ROCHESTER, N.Y. (WHEC) — As school districts scrambled to get distance learning up and running this spring amid the pandemic, a recently filed lawsuit says they forgot about students with special needs.
Last Friday, a class-action lawsuit was filed in Manhattan by 200 hundred families in 10 states.
It says remote learning models were inadequate at best for students with special needs, especially students who require one on one assistance.
The lawsuit includes New York State.
It claims students entitled to federally protected programs have been abandoned and their parents have suffered as well. In some cases, parents left their jobs to care for their children.
As schools prepare to reopen, the lawsuit demands a resumption of full-time-in-person special education for children, fresh evaluations for children who have badly regressed, compensation for the parental expense incurred during remote learning and money for additional staff.
Executive Director of the Autism Council of Rochester and Chairman of the Monroe County Office of Mental Health Community Services Lawana Jones applauds parents for advocating for their children, but she says this is a complex issue.

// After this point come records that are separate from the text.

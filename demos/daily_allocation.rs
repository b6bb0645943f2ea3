//! Simulate two weeks of a three-arm experiment, recomputing the split each day.
//!
//! Run with `RUST_LOG=mabsplit=debug` to see posterior samples and constraint
//! decisions. Config comes from the environment (`MIN_EXPLORE_RATE`,
//! `CONTROL_FLOOR`, ...), falling back to defaults.

use mabsplit::{aggregate_observations, Allocation, AllocationConfig, AllocationEngine, VariantObservation};
use rand::rngs::StdRng;
use rand::{Rng, SeedableRng};
use tracing_subscriber::EnvFilter;

fn main() {
    tracing_subscriber::fmt()
        .with_env_filter(EnvFilter::try_from_default_env().unwrap_or_else(|_| EnvFilter::new("info")))
        .init();

    let cfg = match AllocationConfig::from_env() {
        Ok(cfg) => cfg,
        Err(e) => {
            eprintln!("bad configuration: {e}");
            std::process::exit(2);
        }
    };
    let mut engine = match AllocationEngine::new(cfg) {
        Ok(engine) => engine,
        Err(e) => {
            eprintln!("{e}");
            std::process::exit(2);
        }
    };

    // Simulated true click-through rates.
    let arms = [("control", 0.040), ("variant_a", 0.055), ("variant_b", 0.035)];
    let daily_traffic = 400u64;

    // Separate RNG to simulate the environment.
    let mut env = StdRng::seed_from_u64(123);
    let mut rows: Vec<VariantObservation> = Vec::new();
    let mut previous: Option<Allocation> = None;

    for day in 1..=14u32 {
        let split = previous
            .clone()
            .unwrap_or_else(|| Allocation::uniform(arms.iter().map(|(n, _)| *n), 4));

        for (name, p) in arms {
            let impressions = (daily_traffic as f64 * split.get(name).unwrap_or(0.0)).round() as u64;
            let clicks = (0..impressions).filter(|_| env.random::<f64>() < p).count() as u64;
            rows.push(VariantObservation::new(name, impressions, clicks));
        }

        let window = aggregate_observations(&rows);
        let report = match engine.compute(&window, previous.as_ref()) {
            Ok(r) => r,
            Err(e) => {
                eprintln!("day {day}: {e}");
                std::process::exit(1);
            }
        };

        eprintln!(
            "day={:2} mode={:10} impressions={:5} alloc={:?}",
            day,
            report.mode.as_str(),
            report.total_impressions,
            report.allocation.as_map()
        );
        if day == 14 {
            match serde_json::to_string_pretty(&report) {
                Ok(json) => println!("{json}"),
                Err(e) => eprintln!("could not serialize report: {e}"),
            }
        }
        previous = Some(report.allocation);
    }
}
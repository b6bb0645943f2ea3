//! `mabsplit`: Thompson-sampling traffic allocation for A/B/n experiments.
//!
//! Given per-variant aggregate counters over a lookback window
//! ([`VariantObservation`]: impressions, clicks, optional conversions) and,
//! optionally, yesterday's [`Allocation`], the engine recommends a traffic
//! split that is:
//!
//! - **Adaptive**: each variant's click-through rate is a Beta posterior; one
//!   Thompson draw per variant, normalized, gives the raw split.
//! - **Safe**: an exploration floor keeps every arm alive, a control floor
//!   protects the baseline, and a daily-shift cap bounds churn.
//! - **Exact**: shares are rounded to a fixed precision and always sum to 1.
//!
//! There are two operating modes, chosen per call from current total
//! impressions only:
//!
//! - [`AllocationMode::Warmup`]: too little data; uniform split.
//! - [`AllocationMode::Optimizing`]: sampling plus guardrails.
//!
//! ```rust
//! use mabsplit::{AllocationConfig, AllocationEngine, AllocationMode, VariantObservation};
//!
//! let variants = vec![
//!     VariantObservation::new("control", 12_000, 480),
//!     VariantObservation::new("variant_a", 12_000, 720),
//! ];
//! // Seeded for a reproducible doc test; production code uses `AllocationEngine::new`.
//! let mut engine = AllocationEngine::with_seed(AllocationConfig::default(), 42).unwrap();
//! let report = engine.compute(&variants, None).unwrap();
//!
//! assert_eq!(report.mode, AllocationMode::Optimizing);
//! assert!((report.allocation.total() - 1.0).abs() < 1e-6);
//! assert!(report.allocation.get("control").unwrap() >= 0.1);
//! ```
//!
//! **Randomness:** the engine is generic over any [`rand::Rng`]. The default
//! constructor seeds from the OS so that successive days draw fresh samples;
//! fixed seeds are for tests and replays.
//!
//! **Stages:** every constraint is a pure function over a full allocation
//! snapshot ([`apply_exploration_floor`], [`apply_control_floor`],
//! [`apply_daily_shift_cap`], [`normalize_rounded`]), so each can be tested
//! and reasoned about on its own.
//!
//! **Non-goals:**
//! - No persistence, transport, or request parsing; callers supply aggregated
//!   counts and store the results.
//! - No state across experiments or calls beyond the caller-supplied previous
//!   allocation.

#![forbid(unsafe_code)]

mod error;
pub use error::*;

mod config;
pub use config::*;

mod observation;
pub use observation::*;

mod alloc;
pub use alloc::*;

mod thompson;
pub use thompson::*;

mod decision;
pub use decision::*;

mod guardrail;
pub use guardrail::*;

mod control;
pub use control::*;

mod engine;
pub use engine::*;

“But I don't think the states can handle that alone, I know districts can't handle that alone,” Jones said. “So, I would expect our local lawmakers to work with the federal government, whether it's financial assistance [or] professional development, we're going to need federal aid in doing this.”
Jones says the conversations about services for children with special needs are just starting. She says parents should advocate for their children, but also work in partnership with their school districts to make sure children have services.